• By Martina Lutz Schneider | May 28, 2007


We are talking in the kitchen. They are drinking a glass of wine; I am drinking water in a wine glass, still wanting to be part of it in this way. Drink than do not drive! I am driving so I will not drink, wanting to get my kids home safely and me of course as well.

We talk about this and that. Laughter, jokes -just hanging out. I am sitting across from these friends explaining that I am changing the focus of my massage business to that of "working with old people." I must say, I was not prepared for their response. "UH, I could not do that!" There seems to be a slight expression of disgust on their faces and definitely in their tone of voice. They look at me with a hint of bewilderment sending out the unspoken question "Why would you want to do that." I go on talking about how it will be easier on my hands and how they are more likely to schedule day time appointments when my kids are in school and that there seems to be a great demand since I had six responses from my first advertisement in the paper. I keep inside what I really wonder about, not quite sure how to express my bewilderment to their response. I find myself stepping back inside analyzing what just happened.

Of course, the attitude of our society to shuffle off old people into retirement homes and assisted facilities has to reflect somewhere in my generation. Watching the slow decline of our bodies is indeed not a pretty sight and I can see how the fact that eventually it will take ten minutes to put on one sock does not have any room in our fast-paced society.

And yes I do remember the old bodies I have touched, not pretty, no, not pretty at all. The dying bodies of course are worse and yes, there is a lot that happens to the dying body that can evoke disgust. No doubt getting old and dying is not a pretty sight, if you do not know how to move beyond the initial and obvious impressions. If you just look at the old feet with the discolored toe nails, the cracked skin, unclipped because the old body just does not bend that far any longer, one does want to turn away and go on with life. If you just see the old body of not much use any longer not moving, not offering much in the realm of entertainment and excitement one does want to turn away and find something more stimulating. Who wants to be reminded of this slow decline - Who wants to be reminded that there will be an end to our lives the way we know them.

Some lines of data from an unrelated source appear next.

//! Error types for the licensing crate.

use thiserror::Error;

/// Result type for license operations.
pub type LicenseResult<T> = Result<T, LicenseError>;

/// Errors reported by license operations.
#[derive(Debug, Error)]
pub enum LicenseError {
    /// Key material did not parse as a valid RSA key.
    #[error("invalid key: {0}")]
    KeyInvalid(String),

    /// The license file has no `signature` property.
    #[error("no signature was found")]
    SignatureMissing,

    /// The stored signature does not match the license contents.
    #[error("license signature invalid")]
    SignatureInvalid,

    /// A trial license is past its expiration date, or the date is missing
    /// or unreadable.
    #[error("license expired")]
    Expired,

    /// A single-version license does not cover the running version.
    #[error("license version expired")]
    VersionExpired,

    /// Signing was requested but no private key was supplied at construction.
    #[error("can't sign when the private key is not available")]
    SigningUnavailable,

    /// Underlying file or stream error.
    #[error("I/O error: {0}")]
    Io(#[from] std::io::Error),
}
//! Signed software license files.
//!
//! A license is a small set of named string properties (owner identity,
//! license type, expiration date, allowed version) bound together by an RSA
//! signature computed over a canonical byte encoding of those properties:
//!
//! - [`License`] — the property bag and its type-dependent validation rules
//! - [`signed_payload`] — the canonical byte layout that gets signed
//! - [`SignatureEngine`] — RSA (SHA1withRSA) sign and verify
//! - [`LicenseManager`] — reading and writing license files
//!
//! License files are plain `key=value` property files with one reserved
//! key, `signature`, holding the Base64-encoded signature over the other
//! properties. The payload layout and signature scheme are wire contract:
//! a file written by any conforming implementation verifies under any
//! other.
//!
//! The library never reads the system clock or version on its own;
//! validation takes both from the caller. The one exception is
//! [`LicenseManager::validate_first_match`], which checks candidate files
//! against today's date.

mod encoding;
mod error;
mod license;
mod manager;
mod props;
mod signing;

pub use encoding::{signed_payload, SIGNATURE_PROPERTY};
pub use error::{LicenseError, LicenseResult};
pub use license::License;
pub use manager::LicenseManager;
pub use signing::SignatureEngine;
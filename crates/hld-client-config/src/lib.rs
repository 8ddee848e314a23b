// Copyright (c) 2025 Geoffrey Huntley <ghuntley@ghuntley.com>. All rights reserved.
// SPDX-License-Identifier: Proprietary

//! Configuration for the HumanLayer daemon client.
//!
//! This crate provides:
//! - Daemon socket and config file path resolution
//! - Layered configuration: defaults, TOML file, environment, overrides
//! - Provenance of the resolved socket path

pub mod error;
pub mod layer;
pub mod paths;

use std::path::{Path, PathBuf};
use std::time::Duration;

pub use error::ConfigError;
pub use layer::{ConfigLayer, ConfigSource};

/// Default timeout for a single connect attempt.
pub const DEFAULT_CONNECT_TIMEOUT: Duration = Duration::from_secs(5);
/// Default timeout for a single RPC call.
pub const DEFAULT_CALL_TIMEOUT: Duration = Duration::from_millis(30_000);
/// Default timeout for the subscription handshake.
pub const DEFAULT_HANDSHAKE_TIMEOUT: Duration = Duration::from_millis(5_000);
/// Default number of retries after the first connect attempt.
pub const DEFAULT_MAX_RETRIES: u32 = 3;
/// Default fixed delay between connect attempts.
pub const DEFAULT_RETRY_DELAY: Duration = Duration::from_millis(1_000);

/// Fixed-delay retry policy for `connect_with_retry`.
#[derive(Debug, Clone, Copy, PartialEq, Eq)]
pub struct RetryPolicy {
	/// Retries after the first attempt; total attempts are `max_retries + 1`.
	pub max_retries: u32,
	pub retry_delay: Duration,
}

impl RetryPolicy {
	pub fn total_attempts(&self) -> u32 {
		self.max_retries.saturating_add(1)
	}
}

impl Default for RetryPolicy {
	fn default() -> Self {
		Self {
			max_retries: DEFAULT_MAX_RETRIES,
			retry_delay: DEFAULT_RETRY_DELAY,
		}
	}
}

/// Fully resolved client configuration.
#[derive(Debug, Clone, PartialEq, Eq)]
pub struct ClientConfig {
	pub socket_path: PathBuf,
	/// Layer that supplied `socket_path`.
	pub socket_source: ConfigSource,
	pub connect_timeout: Duration,
	pub call_timeout: Duration,
	pub handshake_timeout: Duration,
	pub retry: RetryPolicy,
}

impl ClientConfig {
	/// Defaults with an explicit socket path.
	pub fn with_socket(path: impl Into<PathBuf>) -> Self {
		Self {
			socket_path: path.into(),
			socket_source: ConfigSource::Override,
			connect_timeout: DEFAULT_CONNECT_TIMEOUT,
			call_timeout: DEFAULT_CALL_TIMEOUT,
			handshake_timeout: DEFAULT_HANDSHAKE_TIMEOUT,
			retry: RetryPolicy::default(),
		}
	}

	/// Built-in defaults, socket at `~/.humanlayer/daemon.sock`.
	pub fn defaults() -> Result<Self, ConfigError> {
		let mut config = Self::with_socket(paths::default_socket_path()?);
		config.socket_source = ConfigSource::Default;
		Ok(config)
	}

	/// Apply a layer on top of this configuration.
	pub fn apply(&mut self, layer: &ConfigLayer, source: ConfigSource) -> Result<(), ConfigError> {
		if let Some(raw) = &layer.daemon_socket {
			self.socket_path = paths::expand_home(raw)?;
			self.socket_source = source;
		}
		if let Some(ms) = layer.connect_timeout_ms {
			self.connect_timeout = non_zero_millis("connect_timeout_ms", ms)?;
		}
		if let Some(ms) = layer.call_timeout_ms {
			self.call_timeout = non_zero_millis("call_timeout_ms", ms)?;
		}
		if let Some(ms) = layer.handshake_timeout_ms {
			self.handshake_timeout = non_zero_millis("handshake_timeout_ms", ms)?;
		}
		if let Some(retries) = layer.max_retries {
			self.retry.max_retries = retries;
		}
		if let Some(ms) = layer.retry_delay_ms {
			self.retry.retry_delay = Duration::from_millis(ms);
		}
		Ok(())
	}
}

fn non_zero_millis(field: &str, ms: u64) -> Result<Duration, ConfigError> {
	if ms == 0 {
		return Err(ConfigError::invalid_value(field, "must be greater than zero"));
	}
	Ok(Duration::from_millis(ms))
}

/// Explicit overrides, typically from command-line flags of the embedding
/// application. Highest precedence.
#[derive(Debug, Clone, Default)]
pub struct ConfigOverrides {
	pub config_file: Option<PathBuf>,
	pub daemon_socket: Option<PathBuf>,
	pub call_timeout: Option<Duration>,
	pub handshake_timeout: Option<Duration>,
}

impl ConfigOverrides {
	fn as_layer(&self) -> ConfigLayer {
		ConfigLayer {
			daemon_socket: self
				.daemon_socket
				.as_ref()
				.map(|p| p.to_string_lossy().into_owned()),
			connect_timeout_ms: None,
			call_timeout_ms: self.call_timeout.map(|d| d.as_millis() as u64),
			handshake_timeout_ms: self.handshake_timeout.map(|d| d.as_millis() as u64),
			max_retries: None,
			retry_delay_ms: None,
		}
	}
}

/// Resolve configuration from an explicit file, an environment lookup and overrides.
pub fn resolve<F>(
	config_file: &Path,
	env: F,
	overrides: &ConfigOverrides,
) -> Result<ClientConfig, ConfigError>
where
	F: Fn(&str) -> Option<String>,
{
	let mut config = ClientConfig::defaults()?;

	let file_layer = ConfigLayer::from_file(config_file)?;
	config.apply(&file_layer, ConfigSource::File(config_file.to_path_buf()))?;

	let env_layer = ConfigLayer::from_env(env)?;
	config.apply(&env_layer, ConfigSource::Env(layer::ENV_DAEMON_SOCKET))?;

	config.apply(&overrides.as_layer(), ConfigSource::Override)?;

	tracing::debug!(
		socket = %config.socket_path.display(),
		source = %config.socket_source,
		call_timeout_ms = config.call_timeout.as_millis() as u64,
		handshake_timeout_ms = config.handshake_timeout.as_millis() as u64,
		"resolved client configuration"
	);

	Ok(config)
}

/// Load configuration from the user config file and the process environment.
pub fn load_config(overrides: &ConfigOverrides) -> Result<ClientConfig, ConfigError> {
	let config_file = match &overrides.config_file {
		Some(path) => paths::expand_path(path)?,
		None => paths::user_config_file()?,
	};
	resolve(&config_file, |key| std::env::var(key).ok(), overrides)
}
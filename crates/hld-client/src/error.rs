// Copyright (c) 2025 Geoffrey Huntley <ghuntley@ghuntley.com>. All rights reserved.
// SPDX-License-Identifier: Proprietary

//! Error types for the daemon client.

use std::time::Duration;

use serde_json::Value;
use thiserror::Error;

use crate::validate::ValidationError;

/// Errors surfaced by every public client operation.
#[derive(Debug, Error)]
pub enum ClientError {
	/// Transport-level failure: refusal, reset, premature close.
	#[error("daemon connection failed: {0}")]
	Connection(String),

	/// A write was attempted on a connection that is not open, or the write failed.
	#[error("write to daemon failed: {0}")]
	Write(String),

	/// No response with a matching id arrived in time.
	#[error("RPC call '{method}' timed out after {}ms", .timeout.as_millis())]
	Timeout { method: String, timeout: Duration },

	/// The daemon answered with an error envelope.
	#[error("RPC error {code}: {message}")]
	Rpc {
		code: i64,
		message: String,
		data: Option<Value>,
	},

	/// A decoded payload failed shape validation.
	#[error(transparent)]
	Validation(#[from] ValidationError),

	/// The subscription was not confirmed in time.
	#[error("timeout waiting for subscription confirmation after {}ms", .timeout.as_millis())]
	SubscriptionHandshake { timeout: Duration },

	/// Encoding a request or decoding a typed result failed.
	#[error("serialization error: {0}")]
	Serialization(#[from] serde_json::Error),

	/// The daemon reported a health status other than `ok`.
	#[error("daemon unhealthy: {status}")]
	Unhealthy { status: String },

	/// Client configuration could not be resolved.
	#[error(transparent)]
	Config(#[from] hld_client_config::ConfigError),

	/// The facade has no open primary connection.
	#[error("not connected to daemon")]
	NotConnected,

	/// `connect_with_retry` used up every attempt.
	#[error("failed to connect to daemon after {attempts} attempts: {last}")]
	RetryExhausted {
		attempts: u32,
		#[source]
		last: Box<ClientError>,
	},
}

impl ClientError {
	pub(crate) fn connection(err: impl std::fmt::Display) -> Self {
		Self::Connection(err.to_string())
	}

	pub(crate) fn write(err: impl std::fmt::Display) -> Self {
		Self::Write(err.to_string())
	}

	/// Whether retrying the whole connect cycle could plausibly succeed.
	pub fn is_retryable(&self) -> bool {
		matches!(
			self,
			ClientError::Connection(_)
				| ClientError::Write(_)
				| ClientError::Timeout { .. }
				| ClientError::Unhealthy { .. }
		)
	}
}

/// Result type alias for client operations.
pub type Result<T> = std::result::Result<T, ClientError>;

Well I do. I wonder whether my friends would understand if I told them about the beauty I see in the old body. Whether they could join me in imaging all the adventures and experiences this body has undertaken in a lifetime. "The temple of God" is what I like to think about, as I touch my elders. The temple of God after it has lived a full life of bearing children, working to support a family, dancing, singing, worrying, playing, doing laundry, washing dishing, sleeping, and all the wondrous things we do in a lifetime. The temple of God that allows us to bring forth the most wonderful and the most heart wrenching, the most enlightened and the most ignorant. The temple of God that allows us to experience life, how can we not honor that? Yet we do not, missing an incredible possibility to celebrate life.

This life is not for granted even though we so live it that way, as if it will go on forever. I wish I could tell my friends how these old people are helping me to not go to sleep, to stay alert to what I am doing now, to question again and again, what am I doing with this gift of life? Am I swept away by this dynamic of our society, or am I at full choice about how I live my life? Am I taking part in the incredible busyness we all experience or do I allow myself to hold on to the slow pace I take on when I am around my elders thus allowing myself to stay connected to myself and my deepest life desires.

I want to share with my friends how wonderful it is to sink into being. To be around someone who does not need you to perform, who is just ever so happy for just a smile, a hug, who's face lights up just because you have walked into the door, who's waited for you all week and your coming is the highlight of their day. It stuns me how much they have to offer, these elders - sitting in their chairs not doing much of anything and still there are riches inside that we can touch, that we can connect to, if we are willing to look beyond the ugly and the old, the fragile and the quiet. Once again the old saying:"Beauty lies in the eye of the beholder", rings so true.

I feel so grateful and honored to have these elders in my life as allies, as reminders, as friends. I wish more people could see that. I wish they would be honored and respected more and I wish they would be seen more for what they have to offer. I do not say anything to my friends this time, knowing that I will, at another occasion when I am more grounded in my knowing of the gifts the old people, the elders have given me. "Offering massage therapy to elders is most enjoyable and fulfilling to me. It allows me to slow down in these frantic times and pay respect to a generation that has developed in maturity has rich life experience and great wisdom."